Please turn once again to Revelation 21. I've already given a baptism homily on this, so I won't spend much time on this passage for communion. I think I timed it at a little over four minutes. But let me read the passage again. It is Revelation 21:10-14.
10 And he carried me away in the Spirit to a great and high mountain, and showed me the great city, the holy Jerusalem, descending out of heaven from God, 11 having the glory of God. Her light was like a most precious stone, like a jasper stone, clear as crystal. 12 Also she had a great and high wall with twelve gates, and twelve angels at the gates, and names written on them, which are the names of the twelve tribes of the children of Israel: 13 three gates on the east, three gates on the north, three gates on the south, and three gates on the west.
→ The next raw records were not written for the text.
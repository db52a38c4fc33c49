use crate::sim::SimTime;

#[test]
fn sim_time_unit_conversions() {
    assert_eq!(SimTime::from_micros(1), SimTime(1_000));
    assert_eq!(SimTime::from_millis(1), SimTime(1_000_000));
    assert_eq!(SimTime::from_secs(1), SimTime(1_000_000_000));
}

#[test]
fn sim_time_unit_conversions_saturate_on_overflow() {
    assert_eq!(SimTime::from_micros(u64::MAX), SimTime(u64::MAX));
    assert_eq!(SimTime::from_millis(u64::MAX), SimTime(u64::MAX));
    assert_eq!(SimTime::from_secs(u64::MAX), SimTime(u64::MAX));
}

#[test]
fn fractional_millis_round_to_nanos() {
    assert_eq!(SimTime::from_millis_f64(0.5), SimTime(500_000));
    assert_eq!(SimTime::from_millis_f64(12.0000004), SimTime(12_000_000));
    assert_eq!(SimTime::from_millis_f64(-3.0), SimTime::ZERO);
    assert_eq!(SimTime::from_millis_f64(f64::NAN), SimTime::ZERO);
    assert_eq!(SimTime::from_millis_f64(f64::INFINITY), SimTime::MAX);
    assert_eq!(SimTime(2_500_000).as_millis_f64(), 2.5);
}
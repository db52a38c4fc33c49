//! 传输层算法（TLA）
//!
//! 所有算法共享 [`SenderState`] 中的序号/窗口簿记与 RTT 估计，
//! 只在收到 ACK、RTO 超时和（可选的）Vegas 定时器上表现不同。

mod go_back_n;
mod tahoe;
mod vegas;

pub use go_back_n::GoBackN;
pub use tahoe::Tahoe;
pub use vegas::Vegas;

use serde::{Deserialize, Serialize};

use super::sender::{AckClass, AckInfo, CcMode, FlowCtx, SenderState};
use crate::sim::EventHandle;

/// 重复 ACK 阈值：原始 ACK 之外再收到 3 个相同 ACK（共 4 个）
pub const DUP_ACK_THRESHOLD: u32 = 3;

pub trait Tla: std::fmt::Debug + Send {
    fn name(&self) -> &'static str;

    /// 流开始时的初始窗口
    fn initial_window(&self) -> f64 {
        1.0
    }

    fn on_flow_start(&mut self, s: &mut SenderState, cx: &mut FlowCtx<'_>) {
        let w = s.window();
        s.set_window(w, cx);
        s.send_new_packets(cx);
    }

    fn on_ack(&mut self, s: &mut SenderState, ack: AckInfo, cx: &mut FlowCtx<'_>);

    /// RTO 超时；调用方已确认定时器仍有效且仍有在途 packet
    fn on_timeout(&mut self, s: &mut SenderState, cx: &mut FlowCtx<'_>) {
        s.restart(true, true, cx);
    }

    fn on_vegas_timeout(&mut self, _s: &mut SenderState, _handle: EventHandle, _cx: &mut FlowCtx<'_>) {}
}

/// AIMD 类算法（Tahoe、Vegas）共用的 ACK 处理。
///
/// `grow_in_ca` 为假时，拥塞避免阶段不按 ACK 增长窗口（交给 Vegas 定时器）。
pub(crate) fn aimd_on_ack(
    s: &mut SenderState,
    ack: AckInfo,
    fast_retransmit: bool,
    fast_recovery: bool,
    grow_in_ca: bool,
    cx: &mut FlowCtx<'_>,
) {
    let fresh = s.sample_rtt(&ack, cx.now());
    match s.classify(ack.ack) {
        AckClass::Stale => {}
        AckClass::Duplicate(n) => {
            if fast_recovery {
                if n == DUP_ACK_THRESHOLD && s.mode != CcMode::FastRecovery {
                    s.enter_fast_recovery(cx);
                } else if n > DUP_ACK_THRESHOLD && s.mode == CcMode::FastRecovery {
                    s.inflate(cx);
                }
            } else if fast_retransmit && n == DUP_ACK_THRESHOLD {
                s.stats.fast_retransmits += 1;
                s.restart(false, true, cx);
            }
        }
        AckClass::New => {
            if s.mode == CcMode::FastRecovery {
                s.exit_fast_recovery(cx);
            } else if fresh && (s.mode == CcMode::SlowStart || grow_in_ca) {
                s.grow(cx);
            }
            s.acknowledge(ack.ack, cx);
            s.send_new_packets(cx);
        }
    }
}

fn default_gbn_window() -> u32 {
    8
}

fn default_true() -> bool {
    true
}

fn default_vegas_alpha() -> f64 {
    1.0
}

fn default_vegas_beta() -> f64 {
    3.0
}

/// 配置中选择 TLA 的描述
#[derive(Debug, Clone, PartialEq, Serialize, Deserialize)]
#[serde(tag = "kind", rename_all = "snake_case")]
pub enum TlaSpec {
    GoBackN {
        #[serde(default = "default_gbn_window")]
        window: u32,
        #[serde(default)]
        fast_retransmit: bool,
    },
    /// 开启快速重传的 GoBackN
    FastRetransmit {
        #[serde(default = "default_gbn_window")]
        window: u32,
    },
    Tahoe {
        #[serde(default = "default_true")]
        fast_retransmit: bool,
        #[serde(default)]
        fast_recovery: bool,
    },
    Vegas {
        #[serde(default = "default_vegas_alpha")]
        alpha: f64,
        #[serde(default = "default_vegas_beta")]
        beta: f64,
        #[serde(default = "default_true")]
        fast_retransmit: bool,
    },
}

impl Default for TlaSpec {
    fn default() -> Self {
        TlaSpec::Tahoe {
            fast_retransmit: true,
            fast_recovery: false,
        }
    }
}

impl TlaSpec {
    pub fn build(&self) -> Box<dyn Tla> {
        match *self {
            TlaSpec::GoBackN { window, fast_retransmit } => Box::new(GoBackN::new(window, fast_retransmit)),
            TlaSpec::FastRetransmit { window } => Box::new(GoBackN::new(window, true)),
            TlaSpec::Tahoe { fast_retransmit, fast_recovery } => {
                Box::new(Tahoe::new(fast_retransmit, fast_recovery))
            }
            TlaSpec::Vegas { alpha, beta, fast_retransmit } => Box::new(Vegas::new(alpha, beta, fast_retransmit)),
        }
    }
}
Now the wall of the city had twelve foundations, and on them were the names of the twelve apostles of the Lamb.
We saw before that the invisible church is one body containing all the elect from the foundation of the world to the end of history. So Dispensationalism clearly has it wrong when it divides so sharply between Israel and the church that the twelve patriarchs are forever part of a different body than the twelve apostles will be. This shows they are all part of the bride.
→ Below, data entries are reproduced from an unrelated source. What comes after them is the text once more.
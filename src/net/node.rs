//! 节点类型
//!
//! 定义网络节点 trait 与主机实现。路由器见 `router.rs`。

use super::id::{FlowId, LinkId, NodeId};
use super::network::Network;
use super::packet::Packet;
use crate::sim::Simulator;
use tracing::{debug, trace, warn};

/// 节点接口
pub trait Node: Send + std::fmt::Debug {
    /// 获取节点标识符（即地址）
    fn id(&self) -> NodeId;

    /// 获取节点名称
    fn name(&self) -> &str;

    /// 是否为路由器（路由通告只发给路由器邻居）
    fn is_router(&self) -> bool {
        false
    }

    /// 新建一条以本节点为源的出链路
    fn attach_link(&mut self, link: LinkId, peer: NodeId, peer_is_router: bool, net: &Network);

    /// 处理经由 `link` 到达的数据包
    fn on_packet(&mut self, pkt: Packet, link: LinkId, sim: &mut Simulator, net: &mut Network);

    /// 路由表过期定时器；只有路由器关心
    fn on_routing_table_outdated(&mut self, _sim: &mut Simulator, _net: &mut Network) {}

    /// 在已知全部主机地址后初始化（路由器据此建表）
    fn initialize(&mut self, _hosts: &[NodeId], _net: &Network) {}

    fn as_host(&self) -> Option<&Host> {
        None
    }

    fn as_host_mut(&mut self) -> Option<&mut Host> {
        None
    }

    fn as_router(&self) -> Option<&super::router::Router> {
        None
    }
}

/// 主机节点：只有一条出链路，承载若干流（作为源或目的）。
#[derive(Debug)]
pub struct Host {
    id: NodeId,
    name: String,
    link: Option<LinkId>,
    flows: Vec<FlowId>,
}

impl Host {
    /// 创建新主机
    pub fn new(id: NodeId, name: impl Into<String>) -> Self {
        Self {
            id,
            name: name.into(),
            link: None,
            flows: Vec::new(),
        }
    }

    pub fn link(&self) -> Option<LinkId> {
        self.link
    }

    pub fn flows(&self) -> &[FlowId] {
        &self.flows
    }

    pub(crate) fn add_flow(&mut self, flow: FlowId) {
        if !self.flows.contains(&flow) {
            self.flows.push(flow);
        }
    }
}

impl Node for Host {
    fn id(&self) -> NodeId {
        self.id
    }

    fn name(&self) -> &str {
        &self.name
    }

    fn attach_link(&mut self, link: LinkId, peer: NodeId, _peer_is_router: bool, _net: &Network) {
        if let Some(old) = self.link {
            warn!(host = %self.name, ?old, new = ?link, ?peer, "主机只有一条出链路，替换旧链路");
        }
        self.link = Some(link);
    }

    #[tracing::instrument(skip(self, sim, net), fields(node_name = %self.name(), node_id = ?self.id(), pkt_id = pkt.id))]
    fn on_packet(&mut self, pkt: Packet, link: LinkId, sim: &mut Simulator, net: &mut Network) {
        debug!("🖥️  Host 处理数据包");
        trace!(src = ?pkt.src, dst = ?pkt.dst, ?link, "数据包信息");

        if pkt.dst != self.id || pkt.is_routing() {
            // 主机不转发，也不参与路由协议
            debug!("不是发给本主机的数据，丢弃");
            return;
        }
        net.dispatch_to_flow(self.id, &self.flows, pkt, sim);
    }

    fn as_host(&self) -> Option<&Host> {
        Some(self)
    }

    fn as_host_mut(&mut self) -> Option<&mut Host> {
        Some(self)
    }
}
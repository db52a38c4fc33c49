pub mod config;
pub mod controller;
pub mod metrics;
pub mod net;
pub mod proto;
pub mod queue;
pub mod sim;
pub mod topo;

#[cfg(test)]
mod test;
//! 统计信息
//!
//! 定义网络仿真统计数据结构。

use serde::Serialize;

/// 网络统计信息
#[derive(Debug, Default, Clone, Serialize)]
pub struct Stats {
    /// 交付给目的主机的数据 packet（含重复）
    pub delivered_pkts: u64,
    pub delivered_bits: u64,
    /// 交付给源主机的 ACK
    pub acks_delivered: u64,
    /// 缓冲区溢出与注入丢包的总和
    pub dropped_pkts: u64,
    pub injected_drops: u64,
}
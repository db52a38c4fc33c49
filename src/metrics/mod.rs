//! 仿真度量记录
//!
//! 网络在关键时刻（入队/出队、开始传输、丢包、收到数据、窗口变化）写入带时间戳的
//! 结构化事件；仿真结束后可整体导出为 JSON，或直接在测试中查询。

mod types;

pub use types::{
    MetricEvent, MetricKind, MetricLinkInfo, MetricNodeInfo, MetricNodeKind, MetricsRecorder,
    MetricFlowInfo,
};
//! 接收端：累计确认 + 乱序缓存

use std::collections::BTreeSet;

/// 一次数据到达的处理结果
#[derive(Debug, Clone, Copy, PartialEq, Eq)]
pub struct Receipt {
    /// 要回送的累计 ACK（期望的下一个序号）
    pub ack: u64,
    /// 本次新变为按序可交付的 packet 数
    pub newly_delivered: u64,
    /// 是否为已经收过的重复 packet
    pub duplicate: bool,
}

#[derive(Debug, Clone, Default)]
pub struct Receiver {
    next_expected: u64,
    out_of_order: BTreeSet<u64>,
    acks_sent: u64,
}

impl Receiver {
    pub fn next_expected(&self) -> u64 {
        self.next_expected
    }

    pub fn buffered(&self) -> usize {
        self.out_of_order.len()
    }

    pub fn acks_sent(&self) -> u64 {
        self.acks_sent
    }

    pub(crate) fn note_ack_sent(&mut self) {
        self.acks_sent += 1;
    }

    pub fn on_data(&mut self, seq: u64) -> Receipt {
        if seq < self.next_expected {
            return Receipt {
                ack: self.next_expected,
                newly_delivered: 0,
                duplicate: true,
            };
        }
        if seq > self.next_expected {
            let fresh = self.out_of_order.insert(seq);
            return Receipt {
                ack: self.next_expected,
                newly_delivered: 0,
                duplicate: !fresh,
            };
        }

        let before = self.next_expected;
        self.next_expected += 1;
        while self.out_of_order.remove(&self.next_expected) {
            self.next_expected += 1;
        }
        Receipt {
            ack: self.next_expected,
            newly_delivered: self.next_expected - before,
            duplicate: false,
        }
    }
}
But verse 10 shows the upward call that our citizenship in the church calls us to. It says, “And he carried me away in the Spirit to a great and high mountain, and showed me the great city, the holy Jerusalem, descending out of heaven from God…” Several New Testament Scriptures say that our citizenship is in heaven. It is true that this verse indicates that heaven also invades earth. But Galatians 4 says, “but the Jerusalem above is free, which is the mother of us all.” And then he quotes Isaiah 57:4 to prove it, saying, For it is written: “Rejoice, O barren, You who do not bear! Break forth and shout, You who are not in labor! For the desolate has many more children Than she who has a husband.” That last clause indicates that true believers will eventually outnumber the non-elect in history. But I do want you to see that we have a citizenship above, which means that our loyalties to heaven should be stronger than our loyalties to earth, and our destiny and inheritance in heaven is far more glorious than our citizenshp on earth.
The second thing that I see here is that God is the heart and center of the church and the church should take on more and more of God’s character. The Lord's Table (called Communion) calls us to become more and more like our Redeemer. Verse 11 says of this holy Jerusalem: “having the glory of God. Her light was like a most precious stone, like a jasper stone, clear as crystal.” Now, keep in mind that verses 2 and following say that the New Jerusalem is simply an image of the bride of Christ. So the bride should look more and more like the God who loved us and gave Himself for us. If we are indwelt by His Spirit, His glory should rub off on us. So as we come to the table, perhaps we could ask God to help us to reflect more and more of His glory, and beauty, and character.
The third thing that I see here is that we enter the city through the same gates that the Old Testament saints entered the city. “Also she had a great and high wall with twelve gates, and twelve angels at the gates, and names written on them, which are the names of the twelve tribes of the children of Israel: three gates on the east, three gates on the north, three gates on the south, and three gates on the west.” High walls keep out people. Gates keep out people. Angels keep out people. But if God has included people within Jerusalem, then those same walls, gates, and angels protect them and provide for them. Even if there are different maturity levels and privileges within the city (and there are), God alone gives the criterion by which people can enter, and once they have entered, they are protected. You enter by grace alone; not by works. If you are part of His flock, you are protected.
The fourth thing that I see here is that the city is guided by God’s revelation, the last portion of which was given through the apostles: “Now the wall of the city had twelve foundations, and on them were the names of the twelve apostles of the Lamb.” Ephesians 2-3 says that Jesus, the apostles, and the prophets were the revelational foundation for the church. May we value the completed canon that God has given to us.
As we come to the Table this morning, let us remember that our citizenship is in heaven, God calls us to be more and more like Him, He gives the credentials for entering the gates and those credentials are no different in the Old Testament than in the New (it's grace alone), and fourth, He has given us all the foundation we need in the Bible. Let's commit ourselves to it. Amen.